▶ [Problem details]: Print exactly the lines below between the line holding "filename src/auth/jwt.rs" and the line holding "Copy, PartialEq, Eq)]", inclusive, and nothing more.
________________
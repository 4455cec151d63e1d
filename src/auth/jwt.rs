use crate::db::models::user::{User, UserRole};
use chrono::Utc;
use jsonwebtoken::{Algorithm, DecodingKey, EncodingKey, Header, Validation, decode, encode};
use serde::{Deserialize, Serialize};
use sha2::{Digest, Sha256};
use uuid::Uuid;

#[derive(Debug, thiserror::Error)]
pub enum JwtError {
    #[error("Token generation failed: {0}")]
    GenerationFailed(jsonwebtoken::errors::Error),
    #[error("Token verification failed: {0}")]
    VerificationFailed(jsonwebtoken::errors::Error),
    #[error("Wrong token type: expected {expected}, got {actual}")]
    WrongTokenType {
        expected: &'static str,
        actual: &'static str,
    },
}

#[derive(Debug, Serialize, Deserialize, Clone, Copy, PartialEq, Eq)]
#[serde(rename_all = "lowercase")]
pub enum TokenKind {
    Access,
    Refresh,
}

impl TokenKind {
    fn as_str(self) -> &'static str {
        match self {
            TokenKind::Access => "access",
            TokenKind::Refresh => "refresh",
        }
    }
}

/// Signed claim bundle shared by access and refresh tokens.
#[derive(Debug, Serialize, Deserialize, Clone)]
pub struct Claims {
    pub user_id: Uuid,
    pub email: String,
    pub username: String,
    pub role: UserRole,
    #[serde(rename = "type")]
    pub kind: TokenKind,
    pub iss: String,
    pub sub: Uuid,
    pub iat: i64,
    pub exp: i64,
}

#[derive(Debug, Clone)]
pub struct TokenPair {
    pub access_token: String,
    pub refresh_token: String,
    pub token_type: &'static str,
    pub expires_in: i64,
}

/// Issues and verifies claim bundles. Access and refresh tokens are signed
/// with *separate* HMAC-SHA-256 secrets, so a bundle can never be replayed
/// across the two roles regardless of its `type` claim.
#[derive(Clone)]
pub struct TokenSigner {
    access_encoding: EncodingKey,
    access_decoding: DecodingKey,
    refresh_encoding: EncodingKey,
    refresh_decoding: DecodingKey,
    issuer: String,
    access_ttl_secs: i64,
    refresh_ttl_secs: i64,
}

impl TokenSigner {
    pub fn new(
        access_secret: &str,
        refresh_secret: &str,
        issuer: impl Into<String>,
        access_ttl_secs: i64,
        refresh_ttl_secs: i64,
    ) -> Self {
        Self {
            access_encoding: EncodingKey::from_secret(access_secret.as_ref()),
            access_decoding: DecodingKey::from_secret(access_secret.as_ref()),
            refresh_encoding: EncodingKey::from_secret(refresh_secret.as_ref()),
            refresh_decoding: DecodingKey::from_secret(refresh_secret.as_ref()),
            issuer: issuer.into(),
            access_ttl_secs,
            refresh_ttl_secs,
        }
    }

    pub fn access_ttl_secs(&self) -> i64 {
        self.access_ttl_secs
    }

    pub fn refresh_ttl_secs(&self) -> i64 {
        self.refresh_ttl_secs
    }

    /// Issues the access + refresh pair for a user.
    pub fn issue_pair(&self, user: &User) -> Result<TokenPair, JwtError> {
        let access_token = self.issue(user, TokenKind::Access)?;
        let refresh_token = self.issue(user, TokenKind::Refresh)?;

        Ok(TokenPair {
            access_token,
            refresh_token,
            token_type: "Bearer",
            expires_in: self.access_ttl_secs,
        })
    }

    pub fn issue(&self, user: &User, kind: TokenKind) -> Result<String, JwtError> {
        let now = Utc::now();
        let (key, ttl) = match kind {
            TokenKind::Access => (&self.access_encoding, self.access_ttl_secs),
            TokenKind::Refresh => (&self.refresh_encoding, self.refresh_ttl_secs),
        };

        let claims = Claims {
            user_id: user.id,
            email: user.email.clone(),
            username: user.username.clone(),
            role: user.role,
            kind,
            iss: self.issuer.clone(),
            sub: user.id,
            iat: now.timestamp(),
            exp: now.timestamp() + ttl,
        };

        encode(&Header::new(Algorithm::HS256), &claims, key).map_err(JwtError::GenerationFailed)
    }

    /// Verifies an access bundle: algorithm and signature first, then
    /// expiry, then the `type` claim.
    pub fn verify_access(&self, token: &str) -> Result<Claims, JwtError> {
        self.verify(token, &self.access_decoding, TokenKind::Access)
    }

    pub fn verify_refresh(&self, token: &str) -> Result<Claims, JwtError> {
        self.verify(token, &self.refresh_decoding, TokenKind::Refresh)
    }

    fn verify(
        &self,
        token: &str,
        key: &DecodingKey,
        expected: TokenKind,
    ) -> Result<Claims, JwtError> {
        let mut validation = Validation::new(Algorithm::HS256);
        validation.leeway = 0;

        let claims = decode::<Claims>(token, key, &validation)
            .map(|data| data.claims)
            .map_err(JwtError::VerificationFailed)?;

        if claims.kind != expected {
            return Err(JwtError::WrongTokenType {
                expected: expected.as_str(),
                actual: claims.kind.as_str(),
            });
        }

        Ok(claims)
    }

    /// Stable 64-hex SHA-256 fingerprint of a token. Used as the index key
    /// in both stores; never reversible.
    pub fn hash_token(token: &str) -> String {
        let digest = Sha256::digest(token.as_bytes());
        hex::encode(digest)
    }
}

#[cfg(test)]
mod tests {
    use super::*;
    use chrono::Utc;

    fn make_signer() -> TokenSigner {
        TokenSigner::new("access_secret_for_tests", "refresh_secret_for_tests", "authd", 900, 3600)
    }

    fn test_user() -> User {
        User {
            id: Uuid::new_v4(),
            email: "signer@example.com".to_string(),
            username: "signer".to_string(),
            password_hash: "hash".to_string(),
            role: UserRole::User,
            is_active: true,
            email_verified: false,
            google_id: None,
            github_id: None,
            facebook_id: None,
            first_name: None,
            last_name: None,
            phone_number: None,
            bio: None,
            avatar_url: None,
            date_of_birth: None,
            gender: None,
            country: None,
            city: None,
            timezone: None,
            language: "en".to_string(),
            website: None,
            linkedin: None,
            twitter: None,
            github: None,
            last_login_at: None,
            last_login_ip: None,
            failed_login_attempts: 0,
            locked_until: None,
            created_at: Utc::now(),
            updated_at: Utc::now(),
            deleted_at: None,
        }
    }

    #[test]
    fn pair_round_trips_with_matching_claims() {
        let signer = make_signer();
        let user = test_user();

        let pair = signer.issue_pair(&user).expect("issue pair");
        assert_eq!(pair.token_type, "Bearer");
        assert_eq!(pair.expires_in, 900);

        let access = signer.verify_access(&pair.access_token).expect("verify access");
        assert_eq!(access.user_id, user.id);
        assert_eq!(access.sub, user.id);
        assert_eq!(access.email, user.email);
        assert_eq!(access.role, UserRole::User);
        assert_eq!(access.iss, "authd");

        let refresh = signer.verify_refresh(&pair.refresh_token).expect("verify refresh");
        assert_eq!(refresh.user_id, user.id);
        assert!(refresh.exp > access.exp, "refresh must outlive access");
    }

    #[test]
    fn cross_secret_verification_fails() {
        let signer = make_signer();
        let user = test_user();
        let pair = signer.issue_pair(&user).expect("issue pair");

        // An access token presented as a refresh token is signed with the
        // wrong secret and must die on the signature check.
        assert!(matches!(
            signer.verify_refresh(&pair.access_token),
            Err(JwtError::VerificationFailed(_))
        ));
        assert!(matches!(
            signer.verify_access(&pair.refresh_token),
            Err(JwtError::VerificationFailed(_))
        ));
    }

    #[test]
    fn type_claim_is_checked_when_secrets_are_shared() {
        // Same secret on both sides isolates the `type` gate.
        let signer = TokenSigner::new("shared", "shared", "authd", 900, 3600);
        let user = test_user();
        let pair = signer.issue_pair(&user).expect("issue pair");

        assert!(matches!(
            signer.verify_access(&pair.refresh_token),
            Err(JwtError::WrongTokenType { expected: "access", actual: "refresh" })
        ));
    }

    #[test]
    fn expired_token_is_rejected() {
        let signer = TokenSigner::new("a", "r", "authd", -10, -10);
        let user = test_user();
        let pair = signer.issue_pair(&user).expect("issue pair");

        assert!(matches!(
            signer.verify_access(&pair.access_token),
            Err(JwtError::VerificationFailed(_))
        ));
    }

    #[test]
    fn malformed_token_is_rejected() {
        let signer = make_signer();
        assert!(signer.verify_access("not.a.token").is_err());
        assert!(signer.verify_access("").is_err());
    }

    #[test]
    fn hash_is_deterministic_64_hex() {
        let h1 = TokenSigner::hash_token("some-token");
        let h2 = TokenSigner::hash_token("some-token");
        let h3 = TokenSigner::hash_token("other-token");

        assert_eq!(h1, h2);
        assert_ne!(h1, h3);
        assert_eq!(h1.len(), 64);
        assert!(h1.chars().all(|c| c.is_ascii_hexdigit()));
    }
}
________________
▶ [Written response]:
filename src/auth/jwt.rs
use crate::db::models::user::{User, UserRole};
use chrono::Utc;
use jsonwebtoken::{Algorithm, DecodingKey, EncodingKey, Header, Validation, decode, encode};
use serde::{Deserialize, Serialize};
use sha2::{Digest, Sha256};
use uuid::Uuid;

#[derive(Debug, thiserror::Error)]
pub enum JwtError {
    #[error("Token generation failed: {0}")]
    GenerationFailed(jsonwebtoken::errors::Error),
    #[error("Token verification failed: {0}")]
    VerificationFailed(jsonwebtoken::errors::Error),
    #[error("Wrong token type: expected {expected}, got {actual}")]
    WrongTokenType {
        expected: &'static str,
        actual: &'static str,
    },
}

#[derive(Debug, Serialize, Deserialize, Clone, Copy, PartialEq, Eq)]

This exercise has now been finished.